Bela Bartok Piano Concerto's No. 1 and 3
Divertimento for String Orchestra
Two brilliant recordings of the Bartok legacy constitute this superb collation of committed interpreters, culled from outstanding sound documents from 1962 (Barshai) and 1967 (Serkin/Ozawa). Conductor Seiji Ozawa (b. 1935) enjoys a repute in the modern music of Messaien, Takemitsu, and Ligeti. Pianist Peter Serkin (b. 1947) often favors these same composers. The American composer Ned Rorem writes of Serkin, "He approaches contemporary music with the same depth as he does the classics, and he is unique among the superstars in that he approaches it at all." Russian violist and conductor Rudolf Barshai (1924-2010) helped found the Borodin String Quartet and established the Moscow Chamber Orchestra, 1955-1977. Their collaboration in the Bartok Divertimento enjoys a febrile presence and sympathetic immediacy that bears repeated auditions.
The Bartok First Concerto (1926) exploits the solo instrument percussively --including the instruction that the percussion and tympani be placed directly behind the piano-- yet, in spite of the dissonances and rough Magyar rhythms, the melodic content gains expressive power as the first movement evolves.

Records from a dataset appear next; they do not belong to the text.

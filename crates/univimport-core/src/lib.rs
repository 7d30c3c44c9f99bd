//! Core library for converting warehouse shipment manifests into logistics
//! import files.
//!
//! This crate provides:
//! - Workbook reading into untyped cell grids
//! - Manifest table extraction (header search or fixed column offsets)
//! - Field normalization (ids, quantities, weights, dates, categories)
//! - Article catalog resolution
//! - Aggregation per logistics unit
//! - CSV and spreadsheet import file rendering

pub mod aggregate;
pub mod catalog;
pub mod error;
pub mod models;
pub mod normalize;
pub mod output;
pub mod pipeline;
pub mod table;
pub mod workbook;

pub use aggregate::{Aggregator, UnitKey};
pub use catalog::{load_catalog, ArticleCatalog};
pub use error::{ImportError, Result};
pub use models::{AggregatedRecord, CanonicalRecord, Cell, Customer, ImportConfig, InputMode, ManifestRow, OutputRow};
pub use output::{parse_row_ranges, Assignment, RowSelection};
pub use pipeline::{ImportReport, ImportRequest, Pipeline, PreparedImport, RenderedFiles};
pub use table::{extractor_for, TableExtractor};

The Andante silences the brass and strings to become the "night music" between piano and percussion that conveys Bartok's eerie sense of beauty. The concluding Allegro--Allegro molto offers a potent rondo, fast, lively, and dramatically colorful, especially as Serkin and Ozawa realize it.
The Third Concerto (1945) had the composer fighting feverishly to complete it--which he did except for seventeen final bars. Tibor Serly translated the shorthand notes to finish the score. Rather than explosive and percussive, the Third Concerto is gentle and melancholy, a present for Bartok's wife, Ditta. The first movement Allegretto is transparent and light, the textures thin and transparent, as if a simple clarity from late Beethoven had infiltrated Bartok's style. Beethoven's serenity from his Op. 132 A Minor Quartet informs the Adagio religioso, rife with "night music," bird calls, and a Bach-like two part invention. Rhythmic vitality and intricate counterpoint combine for the last movement, Allegro vivace, the last music from Bartok, who died four days later.
The Bartok three-movement Divertimento for String Orchestra (1939) was commissioned by Paul Sacher and his Basel Chamber Orchestra. Neoclassical and eclectic, the work combines Viennese and Baroque forms with Magyar modalities and irregular metric units. Eerie, dissonant, and dark, the Molto adagio asks much of the players by way of double stops and harmonics. The final Allegro assai offers dance and gypsy elements in the course its dynamically shifting textures, culminating in a solo violin cadenza before the energetic coda.